Periodista independiente en Puerto Rico

Sunday, March 29, 2026

Domingo de Ramos

"Entre el 'Hosanna' del poder y el silencio ante la injusticia, el Domingo de Ramos nos confronta con la fragilidad de nuestras propias convicciones como pueblo

Publicado en Substack

Hoy reflexiono sobre dónde estamos. Venimos de una semana en la que todo Puerto Rico vio que la prioridad del poder no es el bienestar colectivo, sino el lucro político y personal. La urgencia no es resolver cómo cuidar a nuestros ancianos para evitar que mueran en el abandono, ni cómo apoyar a las madres trabajadoras; la urgencia parece ser cómo beneficiar a las empresas de cabildeo vinculadas al gobierno de turno.

Mientras las necesidades básicas de la población quedan en segundo plano, la agenda pública se ve secuestrada por intereses particulares y el tráfico de influencias dentro del aparato gubernamental.

Entonces llegó el fin de semana, marcado por una "casi-censura" en los medios masivos que intentaron minimizar la movilización contra el proyecto Esencia en Cabo Rojo. No pudieron.

La indignación ciudadana ante el desplazamiento, la crisis de vivienda y la venta del país a multimillonarios movilizó a miles en San Juan. Fue un acto de resistencia atípico en tiempos donde la gente ya no se congrega así; solo el hartazgo profundo y la indignación real, logran esa unidad.

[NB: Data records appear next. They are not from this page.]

// src/geocode/cache.rs

use super::client::GeoPoint;
use crate::errors::BuildError;
use std::collections::HashMap;
use std::path::PathBuf;

/// Persistence for resolved addresses. An entry's value is
/// `Some(point)` for a successful lookup and `None` for a cached
/// "no result", so failed addresses are not re-queried on later builds.
/// Injected into the geocoder so tests can swap an in-memory fake.
pub trait GeoStore {
    /// `None` = never looked up; `Some(None)` = looked up, no result.
    fn get(&self, address: &str) -> Option<Option<GeoPoint>>;
    fn put(&mut self, address: String, point: Option<GeoPoint>);
    fn save(&self) -> Result<(), BuildError>;
}

/// The single piece of state shared across builds: one JSON object
/// mapping normalized address → `{lat, lng}` or `null`.
pub struct JsonFileStore {
    path: PathBuf,
    entries: HashMap<String, Option<GeoPoint>>,
}

impl JsonFileStore {
    /// Read the whole cache up front. A missing or corrupt file is an
    /// empty cache: every address gets re-resolved this run, but the
    /// build never aborts over it.
    pub fn load(path: impl Into<PathBuf>) -> Self {
        let path = path.into();
        let entries = match std::fs::read_to_string(&path) {
            Ok(text) => match serde_json::from_str(&text) {
                Ok(entries) => entries,
                Err(e) => {
                    eprintln!("⚠️ Geocode cache {} unreadable ({e}), starting empty", path.display());
                    HashMap::new()
                }
            },
            Err(_) => HashMap::new(),
        };
        Self { path, entries }
    }

    pub fn len(&self) -> usize {
        self.entries.len()
    }

    pub fn is_empty(&self) -> bool {
        self.entries.is_empty()
    }
}

impl GeoStore for JsonFileStore {
    fn get(&self, address: &str) -> Option<Option<GeoPoint>> {
        self.entries.get(address).copied()
    }

    fn put(&mut self, address: String, point: Option<GeoPoint>) {
        self.entries.insert(address, point);
    }

    fn save(&self) -> Result<(), BuildError> {
        let json = serde_json::to_string_pretty(&self.entries)
            .map_err(|e| BuildError::CacheIo(e.to_string()))?;
        std::fs::write(&self.path, json)
            .map_err(|e| BuildError::CacheIo(format!("write {}: {e}", self.path.display())))
    }
}

/// In-memory store for tests and dry runs.
#[derive(Default)]
pub struct MemoryStore {
    entries: HashMap<String, Option<GeoPoint>>,
}

impl MemoryStore {
    pub fn new() -> Self {
        Self::default()
    }

    pub fn preloaded(entries: HashMap<String, Option<GeoPoint>>) -> Self {
        Self { entries }
    }

    pub fn entries(&self) -> &HashMap<String, Option<GeoPoint>> {
        &self.entries
    }
}

impl GeoStore for MemoryStore {
    fn get(&self, address: &str) -> Option<Option<GeoPoint>> {
        self.entries.get(address).copied()
    }

    fn put(&mut self, address: String, point: Option<GeoPoint>) {
        self.entries.insert(address, point);
    }

    fn save(&self) -> Result<(), BuildError> {
        Ok(())
    }
}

Para intentar mitigar el efecto de esa marcha, el sector oficialista —en el gobierno y los medios corporativos— desvió la atención hacia polémicas simbólicas. Les ofendió más el himno revolucionario que cantó RaiNao en un juego de baloncesto que la destrucción ambiental propuesta en Cabo Rojo. Los ofende más una canción histórica que la ola de asesinatos de este fin de semana o los cientos de miles de compatriotas sin agua. Se rasgan las vestiduras por una letra, pero guardan un silencio cómplice ante el desmantelamiento de la Universidad de Puerto Rico.

Entonces hoy es Domingo de Ramos y me pregunto: ¿Cómo llegaremos a la resurrección si, como pueblo, parecemos vivir en una cruz perenne alimentada por la corrupción y la politiquería?

Esta fecha marca el inicio de la semana más sagrada del año cristiano. Es el momento en que Jesús entra en Jerusalén y las multitudes agitan palmas clamando "¡Hosanna!", que en nuestro lenguaje actual sería un "¡Qué viva el Salvador!". Lo recibieron como a un rey, y sin embargo, muchas de esas mismas voces clamarían poco después: "¡Crucifíquenlo!". Ese contraste nos recuerda la alarmante facilidad con la que cambia el corazón humano cuando el compromiso es superficial.

San Agustín de Hipona decía que la multitud honraba a Cristo con los labios, pero no con la vida. Esto nos desafía a preguntarnos: ¿somos fieles solo cuando es cómodo, o permanecemos firmes cuando el seguimiento requiere sacrificio? ¿Seguimos su ejemplo de justicia o es solo una pose de "boca para afuera"?

San Bernardo de Claraval describía este día como el encuentro de dos procesiones: la gozosa de las palmas y la dolorosa hacia la cruz. Jesús acepta ambas porque su reinado no se trata de poder, sino de amor humilde. Asimismo, San Juan Crisóstomo enseñaba que Cristo entró sobre un burro para demostrar que su reino no se construye sobre la gloria terrenal. La verdadera victoria nace de la entrega y la obediencia a la verdad.

Por eso reflexiono que el Domingo de Ramos nos invita a caminar con Jesús. Quienes fueron hoy a misa sostuvieron palmas en celebración, pero también en señal de que aceptan el camino hacia el Calvario. Yo no fui a la iglesia hoy; mi ritual ha sido el silencio y el encierro. A veces, la fe no se vive en el banco de una parroquia, sino en la soledad de la conciencia, procesando el dolor de lo que vemos afuera. Mi "misa" ha sido observar las heridas de mi país y tratar de entender cómo cargar con ellas sin perder la esperanza.

Después de todo, las monjas que me educaron me decían que los santos nos recuerdan que seguir a Cristo es más que un aplauso momentáneo; es permanecer con Él —y con los que sufren— frente a la cruz.

Al entrar en esta Semana Santa, recibamos a Jesús no solo con palabras, sino con corazones transformados y dispuestos a la acción. Que caminemos fielmente, desde el gozo del "Hosanna" hasta la esperanza real de una resurrección para nuestro pueblo.